I still remember the message. A developer on my team - sharp, careful - pinged me: "My Claude Code bill spiked $200 this week. Same workflow. Something's off."

I had no answer. The built-in usage view showed session totals. The web billing page showed monthly aggregates. But neither could answer the only question that mattered: which specific turn ate the money? How do I improve the way I use Claude Code?

That gap - between knowing you spent and seeing exactly why - is what this closes.


What It Is

Claude Code Cost Explorer is a local dashboard that reads Claude Code's own session files already stored locally on your machine and shows you cost down to the individual turn.
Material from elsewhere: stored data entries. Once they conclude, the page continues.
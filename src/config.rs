//! Named-field schema for locating input parameters in a table
//!
//! Every analysis reads its inputs from one sheet. The schema says which sheet,
//! which column holds the labels, which column holds the values and which label
//! text maps to each logical parameter. All fields default to the layout of the
//! reference calculation workbook, so a config file only needs the differences:
//!
//! ```yaml
//! saline:
//!   layout:
//!     value_column: G
//!   labels:
//!     porosity: Effective Porosity
//! economic:
//!   discount_rate: 0.08
//! ```

use crate::core::saline::{EmpiricalFactors, RadiusMethod};
use crate::error::{CalcError, CalcResult};
use crate::types::DataTable;
use serde::{Deserialize, Serialize};
use std::path::Path;

//==============================================================================
// Column addressing
//==============================================================================

/// Reference to a column of a table
///
/// Accepts a 0-based index (`2`), a spreadsheet column letter (`C`) or the
/// text of a header cell (`{ header: Variables }`).
#[derive(Debug, Clone, PartialEq, Eq, Serialize, Deserialize)]
#[serde(untagged)]
pub enum ColumnRef {
    Index(usize),
    Header { header: String },
    Letter(String),
}

impl ColumnRef {
    pub fn letter(letter: &str) -> Self {
        ColumnRef::Letter(letter.to_string())
    }

    pub fn header(text: &str) -> Self {
        ColumnRef::Header {
            header: text.to_string(),
        }
    }

    /// Resolve to a 0-based column index for `table`
    ///
    /// Header references are searched for in the first `header_rows` rows.
    pub fn resolve(&self, table: &DataTable, header_rows: usize) -> CalcResult<usize> {
        match self {
            ColumnRef::Index(idx) => Ok(*idx),
            ColumnRef::Letter(letter) => column_letter_to_number(letter).ok_or_else(|| {
                CalcError::Schema(format!("Invalid column letter '{}'", letter))
            }),
            ColumnRef::Header { header } => {
                for row in 0..header_rows.min(table.row_count()) {
                    for col in 0..table.width() {
                        if table.get(row, col).as_label() == Some(header.as_str()) {
                            return Ok(col);
                        }
                    }
                }
                Err(CalcError::Schema(format!(
                    "Column with header '{}' not found in '{}'",
                    header, table.name
                )))
            }
        }
    }
}

/// Convert an Excel column letter to a 0-based index (A→0, Z→25, AA→26)
pub fn column_letter_to_number(letter: &str) -> Option<usize> {
    if letter.is_empty() || !letter.chars().all(|c| c.is_ascii_alphabetic()) {
        return None;
    }

    let mut result = 0usize;
    for c in letter.to_ascii_uppercase().bytes() {
        result = result.checked_mul(26)?.checked_add((c - b'A' + 1) as usize)?;
    }
    Some(result - 1)
}

/// Where labels and values live in a sheet
#[derive(Debug, Clone, PartialEq, Serialize, Deserialize)]
#[serde(default)]
pub struct Layout {
    pub label_column: ColumnRef,
    /// Value column; for row series (economic analysis) the first value column
    pub value_column: ColumnRef,
    /// Leading rows that are never searched for labels
    pub header_rows: usize,
}

impl Default for Layout {
    fn default() -> Self {
        Self {
            label_column: ColumnRef::letter("C"),
            value_column: ColumnRef::letter("E"),
            header_rows: 1,
        }
    }
}

/// Layout with every column resolved against a concrete table
#[derive(Debug, Clone, Copy, PartialEq, Eq)]
pub struct ResolvedLayout {
    pub label_column: usize,
    pub value_column: usize,
    pub header_rows: usize,
}

impl Layout {
    pub fn resolve(&self, table: &DataTable) -> CalcResult<ResolvedLayout> {
        Ok(ResolvedLayout {
            label_column: self.label_column.resolve(table, self.header_rows)?,
            value_column: self.value_column.resolve(table, self.header_rows)?,
            header_rows: self.header_rows,
        })
    }
}

//==============================================================================
// Per-analysis schemas
//==============================================================================

/// Labels for the depleted-field analysis
#[derive(Debug, Clone, PartialEq, Serialize, Deserialize)]
#[serde(default)]
pub struct DepletedLabels {
    pub original_oil_in_place: String,
    pub original_gas_in_place: String,
    pub gas_produced: String,
    pub oil_produced: String,
    pub water_produced: String,
    pub gas_formation_factor: String,
    pub oil_formation_factor: String,
    pub co2_density: String,
}

impl Default for DepletedLabels {
    fn default() -> Self {
        Self {
            original_oil_in_place: "Original Oil in Place".to_string(),
            original_gas_in_place: "Original Gas in Place".to_string(),
            gas_produced: "Gas Produced".to_string(),
            oil_produced: "Oil produced".to_string(),
            water_produced: "Water Produced".to_string(),
            gas_formation_factor: "Bg".to_string(),
            oil_formation_factor: "Formation Oil Factor".to_string(),
            co2_density: "CO2 Density".to_string(),
        }
    }
}

#[derive(Debug, Clone, PartialEq, Serialize, Deserialize)]
#[serde(default)]
pub struct DepletedSchema {
    pub sheet: String,
    pub layout: Layout,
    pub labels: DepletedLabels,
}

impl Default for DepletedSchema {
    fn default() -> Self {
        Self {
            sheet: "Depleted Field Storage".to_string(),
            layout: Layout::default(),
            labels: DepletedLabels::default(),
        }
    }
}

/// Labels for the saline-aquifer analysis
#[derive(Debug, Clone, PartialEq, Serialize, Deserialize)]
#[serde(default)]
pub struct SalineLabels {
    pub injection_rate: String,
    pub reservoir_thickness: String,
    pub injection_time: String,
    pub porosity: String,
    pub reservoir_depth: String,
    pub pressure_gradient: String,
    pub reservoir_angle: String,
    pub permeability: String,
    pub co2_relative_permeability: String,
    pub co2_density: String,
    pub water_density: String,
    /// Only required by the pressure-diffusion radius
    pub co2_viscosity: String,
}

impl Default for SalineLabels {
    fn default() -> Self {
        Self {
            injection_rate: "Injection Rate".to_string(),
            reservoir_thickness: "Reservoir Thickness".to_string(),
            injection_time: "Injection Time".to_string(),
            porosity: "Porosity".to_string(),
            reservoir_depth: "Reservoir Depth".to_string(),
            pressure_gradient: "Pressure Gradient".to_string(),
            reservoir_angle: "Reservoir Angle".to_string(),
            permeability: "Permeability".to_string(),
            co2_relative_permeability: "CO2 Relative Permeability".to_string(),
            co2_density: "CO2 Density".to_string(),
            water_density: "Water Density".to_string(),
            co2_viscosity: "CO2 Viscosity".to_string(),
        }
    }
}

#[derive(Debug, Clone, PartialEq, Serialize, Deserialize)]
#[serde(default)]
pub struct SalineSchema {
    pub sheet: String,
    pub layout: Layout,
    pub labels: SalineLabels,
    pub factors: EmpiricalFactors,
    /// Radius estimators reported when none are given on the command line
    pub methods: Vec<RadiusMethod>,
}

impl Default for SalineSchema {
    fn default() -> Self {
        Self {
            sheet: "Saline Storage".to_string(),
            layout: Layout {
                value_column: ColumnRef::letter("F"),
                ..Layout::default()
            },
            labels: SalineLabels::default(),
            factors: EmpiricalFactors::default(),
            methods: RadiusMethod::defaults().to_vec(),
        }
    }
}

/// Row labels for the economic analysis
#[derive(Debug, Clone, PartialEq, Serialize, Deserialize)]
#[serde(default)]
pub struct EconomicLabels {
    pub revenue: String,
    pub capex: String,
    pub opex: String,
}

impl Default for EconomicLabels {
    fn default() -> Self {
        Self {
            revenue: "Revenue".to_string(),
            capex: "Capex".to_string(),
            opex: "Opex".to_string(),
        }
    }
}

#[derive(Debug, Clone, PartialEq, Serialize, Deserialize)]
#[serde(default)]
pub struct EconomicSchema {
    pub sheet: String,
    pub layout: Layout,
    pub labels: EconomicLabels,
    pub project_life_years: usize,
    pub discount_rate: f64,
}

impl Default for EconomicSchema {
    fn default() -> Self {
        Self {
            sheet: "Economic Analysis".to_string(),
            layout: Layout {
                label_column: ColumnRef::header("Variables"),
                value_column: ColumnRef::letter("E"),
                header_rows: 1,
            },
            labels: EconomicLabels::default(),
            project_life_years: 10,
            discount_rate: 0.1,
        }
    }
}

/// Options for reading `.csv` inputs
#[derive(Debug, Clone, PartialEq, Serialize, Deserialize)]
#[serde(default)]
pub struct CsvOptions {
    /// Lines dropped before the header row
    pub skip_rows: usize,
    pub delimiter: char,
}

impl Default for CsvOptions {
    fn default() -> Self {
        Self {
            skip_rows: 1,
            delimiter: ',',
        }
    }
}

//==============================================================================
// Top-level configuration
//==============================================================================

#[derive(Debug, Clone, Default, PartialEq, Serialize, Deserialize)]
#[serde(default)]
pub struct Config {
    pub csv: CsvOptions,
    pub depleted: DepletedSchema,
    pub saline: SalineSchema,
    pub economic: EconomicSchema,
}

impl Config {
    /// Load a YAML config file; missing keys keep their defaults
    pub fn load(path: &Path) -> CalcResult<Self> {
        let content = std::fs::read_to_string(path)?;
        Self::from_yaml(&content)
    }

    pub fn from_yaml(content: &str) -> CalcResult<Self> {
        let config: Config = serde_yaml::from_str(content)?;
        config.check()?;
        Ok(config)
    }

    /// Config from an optional file path, falling back to defaults
    pub fn load_or_default(path: Option<&Path>) -> CalcResult<Self> {
        match path {
            Some(p) => {
                tracing::debug!(path = %p.display(), "loading config");
                Self::load(p)
            }
            None => Ok(Self::default()),
        }
    }

    pub fn to_yaml(&self) -> CalcResult<String> {
        Ok(serde_yaml::to_string(self)?)
    }

    fn check(&self) -> CalcResult<()> {
        if !self.csv.delimiter.is_ascii() {
            return Err(CalcError::Validation(format!(
                "CSV delimiter must be a single ASCII character, got '{}'",
                self.csv.delimiter
            )));
        }
        if self.economic.project_life_years == 0 {
            return Err(CalcError::Validation(
                "project_life_years must be at least 1".to_string(),
            ));
        }
        Ok(())
    }
}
No API keys. No databases. No instrumentation. Just pip install, run one command, and your browser opens.

  • Day view: Cost trends, session count, API calls - “Where did that $100 day come from?”
  • Session view: Per‑project cost, token totals, timestamps - “Did the auth-refactor session really cost $12?”
  • Turn view: Full prompt, thinking blocks, tool call inputs/outputs, per‑turn cost, model used - “Wait, that one turn cost $4.20?”

It doesn’t predict. It doesn’t optimize. It just surfaces exactly what happened - with cost attached to every breath the agent took.


Why Nothing Else Fit

I searched. Many tools give summaries, live burn‑rate counters, or heavy dashboards. But I couldn't find a single one that would show me why a session cost $12 - down to the turn that triggered 3 Read calls, a broad Glob, and a long thinking chain. So I built it.


What You Actually See

Claude Code already stores its session data locally. This tool reads those files — no uploads, no network calls - and renders:

  • User prompts - exactly what you asked
  • Agent workflow - thinking blocks, tool calls (Read, Write, Glob, Bash), inputs
  • Tool results - raw outputs Claude received
  • Per‑turn cost - calculated from local pricing tables
  • Model tags - which Claude model handled that turn, and what it cost

The real value kicks in when you start noticing patterns.

I once spotted that a simple “fix the build” prompt caused Claude to recursively Glob through node_modules - not because it needed to, but because the prompt wasn't precise enough. An immature request that cost a quiet $3.70 in a single turn. I refined the prompt; the next identical task cost under $0.40.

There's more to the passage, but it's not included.